Birincisi:
Yeni Asya seçime girmedi. Dolayısıyla bu seçimden galip ya da mağlûp da çıkmadı.
Yeni Asya, seçimden önce, siyasette Demokratların yeniden toparlanabileceği bir tablonun doğması yolundaki arzusunu ve beklentisini ortaya koymuştu.
Yeni Asya’nın ve aslında aklı başında herkesin bu beklentisi önemli ölçüde gerçekleşti. Demokratlar artık bir çekirdek misali de olsalar Meclisteler. Tohumu kurda kuşa yedirmemek ve ziyan olmaması için gayret etmek lâzım.
Esasen TBMM’de bu beklentiye uygun bir tablonun ortaya çıkması Yeni Asya’nın nasihat ve ikaz konusundaki vazifesini arttırdı.
Dolayısıyla bazılarının “İşte, istediğiniz olmadı, pes edin artık” türünden garipliklerinin bir karşılığı yok.
İkincisi:
Yeni Asya bir anket firması değil. Bir anket yapıp yayınlayıp “sonuç böyle olacak” demedi.
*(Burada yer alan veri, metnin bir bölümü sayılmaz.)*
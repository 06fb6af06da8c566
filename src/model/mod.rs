//! Document model types for tag-range extraction.
//!
//! The model holds the raw document text, the ranges resolved inside it and
//! the tables assembled from those ranges.

mod document;
mod range;
mod table;

pub use document::Document;
pub use range::{TagRange, TagSpan};
pub use table::Table;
Lüzumsuz ümit vermedi, gaza getirmeye de çalışmadı. Zira işi bu değil.
Dolayısıyla bazı sanalların “İşte dediğiniz çıkmadı, özür dileyin” türünden bel altı vuruş gayretlerinin bir karşılığı yok.
Esasen Yeni Asya’nın bel altı vuruşa uygun bir duruşu da yok, bel altı vuruşu da yok.
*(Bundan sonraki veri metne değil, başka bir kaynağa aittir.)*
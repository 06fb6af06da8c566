//! Rendering module for converting extracted tables to output formats.

mod json;
mod markdown;
mod text;

pub use json::{to_json, JsonFormat};
pub use markdown::to_markdown;
pub use text::to_text;
//! JSON rendering for extracted tables.

use serde::Serialize;

use crate::error::{Error, Result};

/// JSON output format.
#[derive(Debug, Clone, Copy, PartialEq, Eq, Default)]
pub enum JsonFormat {
    /// Pretty-printed JSON with indentation
    #[default]
    Pretty,
    /// Compact JSON without extra whitespace
    Compact,
}

/// Convert a table, or a slice of tables, to JSON.
pub fn to_json<T: Serialize + ?Sized>(value: &T, format: JsonFormat) -> Result<String> {
    let result = match format {
        JsonFormat::Pretty => serde_json::to_string_pretty(value),
        JsonFormat::Compact => serde_json::to_string(value),
    };

    result.map_err(|e| Error::Render(format!("JSON serialization error: {}", e)))
}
Ama ringde bel altı vurmaya alışmış birçok boksör tabiatlı adamın bu hassas hususları anlayacak kapasitesi de kabiliyeti de yok!
Bu yüzden de onları fazla ciddiye almamak lâzım.
Üçüncüsü:
Yeni Asya iktidar eliyle ve bir tür kan dâvâsı olarak sürdürülen zulümlere ortak olmamak ve alet olmamak için temkinli gidiyor. Adaletten söz edenleri de temkinli olmaya dâvet ediyor.
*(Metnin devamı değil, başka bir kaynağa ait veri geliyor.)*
//! Precompiled open/close patterns for one tag name.

use regex::{Regex, RegexBuilder};

use super::SearchOptions;
use crate::error::{Error, Result};

/// The open and close regexes for a tag name.
///
/// Built once per search or scan and shared by every lookup it performs.
#[derive(Debug, Clone)]
pub struct TagPattern {
    tag: String,
    open: Regex,
    close: Regex,
}

impl TagPattern {
    /// Compile the patterns for `tag` under `options`.
    pub fn new(tag: &str, options: &SearchOptions) -> Result<Self> {
        if !is_valid_tag_name(tag) {
            return Err(Error::InvalidTagName(tag.to_string()));
        }

        let name = regex::escape(tag);
        let open = build(&format!("<{}{}", name, options.boundary.class()), options)?;
        let close = build(&format!("</{}>", name), options)?;

        Ok(Self {
            tag: tag.to_string(),
            open,
            close,
        })
    }

    /// The tag name these patterns match.
    pub fn tag(&self) -> &str {
        &self.tag
    }

    /// Regex for the open tag, boundary character included.
    pub fn open(&self) -> &Regex {
        &self.open
    }

    /// Regex for the close tag.
    pub fn close(&self) -> &Regex {
        &self.close
    }
}

// case folding is ASCII only
fn build(pattern: &str, options: &SearchOptions) -> Result<Regex> {
    Ok(RegexBuilder::new(pattern)
        .case_insensitive(options.case_insensitive)
        .unicode(false)
        .build()?)
}

fn is_valid_tag_name(tag: &str) -> bool {
    !tag.is_empty()
        && tag
            .chars()
            .all(|c| c.is_ascii_alphanumeric() || matches!(c, '-' | '_' | ':'))
}

#[cfg(test)]
mod tests {
    use super::*;
    use crate::parser::BoundaryRule;

    #[test]
    fn test_compatible_boundary() {
        let pattern = TagPattern::new("div", &SearchOptions::default()).unwrap();
        assert!(pattern.open().is_match("<div>"));
        assert!(pattern.open().is_match("<div class=\"x\">"));
        assert!(pattern.open().is_match("<div,"));
        assert!(!pattern.open().is_match("<divider>"));
        assert!(!pattern.open().is_match("<div\n>"));
        assert!(pattern.close().is_match("</div>"));
        assert!(!pattern.close().is_match("</div >"));
    }

    #[test]
    fn test_html_boundary() {
        let options = SearchOptions::new().with_boundary(BoundaryRule::Html);
        let pattern = TagPattern::new("div", &options).unwrap();
        assert!(pattern.open().is_match("<div\n class=\"x\">"));
        assert!(pattern.open().is_match("<div>"));
        assert!(pattern.open().is_match("<div/>"));
        assert!(!pattern.open().is_match("<div,"));
        assert!(!pattern.open().is_match("<divider>"));
    }

    #[test]
    fn test_compatible_boundary_rejects_slash() {
        let pattern = TagPattern::new("div", &SearchOptions::default()).unwrap();
        assert!(!pattern.open().is_match("<div/>"));
    }

    #[test]
    fn test_case_insensitive() {
        let options = SearchOptions::new().case_insensitive();
        let pattern = TagPattern::new("td", &options).unwrap();
        assert!(pattern.open().is_match("<TD>"));
        assert!(pattern.close().is_match("</Td>"));

        let strict = TagPattern::new("td", &SearchOptions::default()).unwrap();
        assert!(!strict.open().is_match("<TD>"));
    }

    #[test]
    fn test_case_insensitive_is_ascii_only() {
        let options = SearchOptions::new().case_insensitive();
        let pattern = TagPattern::new("k", &options).unwrap();
        assert!(pattern.open().is_match("<K>"));
        assert!(!pattern.open().is_match("<\u{212A}>"));
        assert!(!pattern.close().is_match("</\u{212A}>"));
    }

    #[test]
    fn test_invalid_tag_names() {
        let options = SearchOptions::default();
        assert!(matches!(
            TagPattern::new("", &options),
            Err(Error::InvalidTagName(_))
        ));
        assert!(matches!(
            TagPattern::new("d.v", &options),
            Err(Error::InvalidTagName(_))
        ));
        assert!(matches!(
            TagPattern::new("a>", &options),
            Err(Error::InvalidTagName(_))
        ));
        assert!(TagPattern::new("my-widget", &options).is_ok());
        assert!(TagPattern::new("svg:rect", &options).is_ok());
    }
}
“AKP’ye oy vermediniz, ne hakla nasihat ediyorsunuz?” diyenlere “Değil ama, tamam, dediğin gibi olsun, madem bizim nasihat hakkımız yok, o halde oy verenler olarak siz nasihat edin ki zulümleri durdurun, aksi halde, zulme sessiz kalarak ve hatta reylerinizle teşvik ederek zulme ortak olmuş oluyorsunuz” diyoruz.
“Bizim zulme katkımız on gramlık oy kâğıdı kadardır, onun günahını da AKP’nin hasenatıyla kapatırız” diye düşünen mizansızlara da bir şey söylüyoruz:
Allah’ın bile “Kulum affetmezse ben affetmem, yok saymam” dediği “kul hakkı”ndan korkmuyor musunuz?
Vicdanınıza ne olmuş ki?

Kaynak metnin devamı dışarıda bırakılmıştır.